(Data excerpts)
··········

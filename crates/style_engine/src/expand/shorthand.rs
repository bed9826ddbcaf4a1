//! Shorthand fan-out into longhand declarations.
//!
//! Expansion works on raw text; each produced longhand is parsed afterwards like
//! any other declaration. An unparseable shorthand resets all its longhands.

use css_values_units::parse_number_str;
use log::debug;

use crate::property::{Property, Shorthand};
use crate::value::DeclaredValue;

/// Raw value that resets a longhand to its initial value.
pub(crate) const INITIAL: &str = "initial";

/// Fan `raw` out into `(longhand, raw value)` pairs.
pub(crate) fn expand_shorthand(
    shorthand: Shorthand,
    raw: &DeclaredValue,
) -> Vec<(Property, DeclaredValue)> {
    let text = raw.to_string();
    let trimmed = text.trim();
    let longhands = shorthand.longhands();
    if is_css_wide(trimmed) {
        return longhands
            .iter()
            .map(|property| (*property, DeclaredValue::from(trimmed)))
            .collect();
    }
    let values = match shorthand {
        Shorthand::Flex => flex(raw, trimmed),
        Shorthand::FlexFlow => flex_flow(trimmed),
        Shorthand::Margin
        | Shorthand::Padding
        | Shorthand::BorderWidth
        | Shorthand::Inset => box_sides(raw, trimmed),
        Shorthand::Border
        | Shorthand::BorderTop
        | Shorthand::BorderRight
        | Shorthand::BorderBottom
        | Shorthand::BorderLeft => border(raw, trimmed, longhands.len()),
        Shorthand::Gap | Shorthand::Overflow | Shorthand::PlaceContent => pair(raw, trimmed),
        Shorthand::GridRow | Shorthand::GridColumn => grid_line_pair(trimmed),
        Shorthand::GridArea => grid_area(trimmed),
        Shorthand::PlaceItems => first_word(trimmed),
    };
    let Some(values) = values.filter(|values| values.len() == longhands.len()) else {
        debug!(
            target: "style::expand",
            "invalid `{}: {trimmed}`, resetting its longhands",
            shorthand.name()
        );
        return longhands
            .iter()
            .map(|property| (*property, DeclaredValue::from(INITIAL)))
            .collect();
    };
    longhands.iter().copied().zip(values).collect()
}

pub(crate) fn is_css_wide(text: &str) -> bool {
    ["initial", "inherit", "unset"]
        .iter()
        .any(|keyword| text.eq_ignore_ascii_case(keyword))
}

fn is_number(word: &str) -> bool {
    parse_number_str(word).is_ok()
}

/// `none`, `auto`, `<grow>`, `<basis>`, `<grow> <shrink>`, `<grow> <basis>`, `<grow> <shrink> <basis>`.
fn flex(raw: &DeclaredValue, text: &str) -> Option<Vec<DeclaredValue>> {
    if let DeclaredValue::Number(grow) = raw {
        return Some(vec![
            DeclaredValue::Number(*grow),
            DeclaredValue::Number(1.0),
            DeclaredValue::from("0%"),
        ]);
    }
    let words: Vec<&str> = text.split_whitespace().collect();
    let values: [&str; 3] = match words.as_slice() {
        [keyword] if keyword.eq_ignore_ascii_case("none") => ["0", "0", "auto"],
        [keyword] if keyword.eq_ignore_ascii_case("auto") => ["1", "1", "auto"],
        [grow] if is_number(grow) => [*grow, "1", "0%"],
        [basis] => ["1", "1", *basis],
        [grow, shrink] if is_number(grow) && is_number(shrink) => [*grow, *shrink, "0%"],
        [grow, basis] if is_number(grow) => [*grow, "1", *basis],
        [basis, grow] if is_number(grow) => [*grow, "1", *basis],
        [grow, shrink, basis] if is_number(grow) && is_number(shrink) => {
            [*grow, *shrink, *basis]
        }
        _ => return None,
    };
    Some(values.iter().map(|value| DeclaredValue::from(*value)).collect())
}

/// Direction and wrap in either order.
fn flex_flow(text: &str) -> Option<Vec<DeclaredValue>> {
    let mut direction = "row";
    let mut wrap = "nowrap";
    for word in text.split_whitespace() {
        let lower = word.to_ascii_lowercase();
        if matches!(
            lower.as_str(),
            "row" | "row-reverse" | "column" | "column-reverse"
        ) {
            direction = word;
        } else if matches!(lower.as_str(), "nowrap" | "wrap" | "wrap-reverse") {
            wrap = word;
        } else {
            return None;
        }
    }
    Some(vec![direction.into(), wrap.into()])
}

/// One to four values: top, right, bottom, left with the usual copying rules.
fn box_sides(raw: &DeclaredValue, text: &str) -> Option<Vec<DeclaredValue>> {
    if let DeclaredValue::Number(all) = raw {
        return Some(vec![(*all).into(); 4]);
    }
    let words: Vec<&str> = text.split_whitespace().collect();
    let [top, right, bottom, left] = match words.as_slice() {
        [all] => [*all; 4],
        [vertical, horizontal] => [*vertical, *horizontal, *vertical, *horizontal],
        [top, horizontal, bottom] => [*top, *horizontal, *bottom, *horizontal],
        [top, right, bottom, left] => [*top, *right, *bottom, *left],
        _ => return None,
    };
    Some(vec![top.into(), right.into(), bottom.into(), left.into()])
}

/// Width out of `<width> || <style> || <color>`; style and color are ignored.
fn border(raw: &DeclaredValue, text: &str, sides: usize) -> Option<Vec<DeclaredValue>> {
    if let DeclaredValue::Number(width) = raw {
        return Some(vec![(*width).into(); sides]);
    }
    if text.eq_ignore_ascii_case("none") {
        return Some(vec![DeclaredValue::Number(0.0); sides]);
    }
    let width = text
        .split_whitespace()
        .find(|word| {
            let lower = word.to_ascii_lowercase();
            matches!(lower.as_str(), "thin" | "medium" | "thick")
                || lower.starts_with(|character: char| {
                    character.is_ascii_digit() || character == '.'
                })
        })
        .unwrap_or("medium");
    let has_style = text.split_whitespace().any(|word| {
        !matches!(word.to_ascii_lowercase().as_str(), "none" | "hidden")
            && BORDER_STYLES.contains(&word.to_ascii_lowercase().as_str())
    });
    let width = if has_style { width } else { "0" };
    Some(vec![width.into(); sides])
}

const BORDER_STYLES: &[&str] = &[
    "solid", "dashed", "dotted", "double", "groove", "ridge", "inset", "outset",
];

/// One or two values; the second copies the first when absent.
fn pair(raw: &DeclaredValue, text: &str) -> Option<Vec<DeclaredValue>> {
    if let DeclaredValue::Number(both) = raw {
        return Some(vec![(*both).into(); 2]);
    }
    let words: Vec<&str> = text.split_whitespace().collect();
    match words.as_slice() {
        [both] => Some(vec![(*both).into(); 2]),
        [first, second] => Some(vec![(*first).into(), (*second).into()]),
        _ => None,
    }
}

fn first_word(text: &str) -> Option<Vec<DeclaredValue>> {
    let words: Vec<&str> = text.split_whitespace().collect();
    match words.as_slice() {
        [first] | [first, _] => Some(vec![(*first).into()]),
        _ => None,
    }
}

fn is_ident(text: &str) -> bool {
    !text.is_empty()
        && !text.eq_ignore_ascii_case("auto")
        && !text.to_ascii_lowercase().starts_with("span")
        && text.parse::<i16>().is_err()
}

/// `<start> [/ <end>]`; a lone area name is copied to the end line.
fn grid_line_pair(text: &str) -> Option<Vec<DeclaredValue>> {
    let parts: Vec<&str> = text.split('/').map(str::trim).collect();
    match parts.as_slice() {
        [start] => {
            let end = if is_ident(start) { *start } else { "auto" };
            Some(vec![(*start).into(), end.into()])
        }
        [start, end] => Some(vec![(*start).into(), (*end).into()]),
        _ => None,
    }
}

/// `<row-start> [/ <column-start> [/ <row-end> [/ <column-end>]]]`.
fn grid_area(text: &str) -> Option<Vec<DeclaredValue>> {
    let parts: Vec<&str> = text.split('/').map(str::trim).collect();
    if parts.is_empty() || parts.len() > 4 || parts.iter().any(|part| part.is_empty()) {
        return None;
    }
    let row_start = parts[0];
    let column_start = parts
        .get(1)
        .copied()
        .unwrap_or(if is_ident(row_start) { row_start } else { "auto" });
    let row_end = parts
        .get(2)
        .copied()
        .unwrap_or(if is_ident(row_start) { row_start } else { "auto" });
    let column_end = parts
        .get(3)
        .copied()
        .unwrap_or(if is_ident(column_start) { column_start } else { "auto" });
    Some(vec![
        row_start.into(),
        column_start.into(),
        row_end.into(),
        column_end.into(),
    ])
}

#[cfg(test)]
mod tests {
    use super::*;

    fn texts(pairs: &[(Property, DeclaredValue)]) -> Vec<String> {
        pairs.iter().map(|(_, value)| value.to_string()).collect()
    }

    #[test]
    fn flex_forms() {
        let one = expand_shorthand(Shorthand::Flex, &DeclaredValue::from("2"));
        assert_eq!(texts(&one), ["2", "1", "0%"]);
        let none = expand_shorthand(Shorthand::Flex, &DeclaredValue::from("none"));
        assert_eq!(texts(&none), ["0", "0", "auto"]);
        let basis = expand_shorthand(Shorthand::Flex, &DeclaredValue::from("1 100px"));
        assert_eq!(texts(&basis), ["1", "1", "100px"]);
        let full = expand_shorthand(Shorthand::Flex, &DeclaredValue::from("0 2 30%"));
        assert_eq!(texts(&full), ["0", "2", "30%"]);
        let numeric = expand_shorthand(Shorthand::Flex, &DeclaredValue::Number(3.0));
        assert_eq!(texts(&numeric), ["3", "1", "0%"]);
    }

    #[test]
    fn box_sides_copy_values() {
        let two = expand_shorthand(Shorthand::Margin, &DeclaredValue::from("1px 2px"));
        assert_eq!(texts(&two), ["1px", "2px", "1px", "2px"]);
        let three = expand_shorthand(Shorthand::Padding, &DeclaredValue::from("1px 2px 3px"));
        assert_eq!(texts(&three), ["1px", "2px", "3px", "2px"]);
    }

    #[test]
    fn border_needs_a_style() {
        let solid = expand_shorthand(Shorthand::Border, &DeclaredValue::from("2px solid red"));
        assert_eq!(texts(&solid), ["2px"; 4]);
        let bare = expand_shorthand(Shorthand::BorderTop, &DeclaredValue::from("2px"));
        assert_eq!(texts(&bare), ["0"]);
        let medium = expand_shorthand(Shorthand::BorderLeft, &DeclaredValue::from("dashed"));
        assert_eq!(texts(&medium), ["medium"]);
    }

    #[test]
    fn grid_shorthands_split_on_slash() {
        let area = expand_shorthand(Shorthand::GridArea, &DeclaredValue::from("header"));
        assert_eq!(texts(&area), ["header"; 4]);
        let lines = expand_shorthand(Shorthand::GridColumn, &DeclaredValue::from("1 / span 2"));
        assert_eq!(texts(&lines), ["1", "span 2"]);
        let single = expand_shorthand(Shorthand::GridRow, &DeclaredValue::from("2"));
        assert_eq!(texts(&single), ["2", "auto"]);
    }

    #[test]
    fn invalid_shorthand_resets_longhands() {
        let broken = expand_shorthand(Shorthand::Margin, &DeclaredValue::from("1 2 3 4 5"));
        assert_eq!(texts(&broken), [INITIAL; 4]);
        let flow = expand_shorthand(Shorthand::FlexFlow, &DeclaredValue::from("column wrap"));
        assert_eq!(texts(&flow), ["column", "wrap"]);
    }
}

··········

#### Your goal
Look over the records above and filter for each line with the word "horizontal".

#### Answer box
        [vertical, horizontal] => [*vertical, *horizontal, *vertical, *horizontal],
        [top, horizontal, bottom] => [*top, *horizontal, *bottom, *horizontal],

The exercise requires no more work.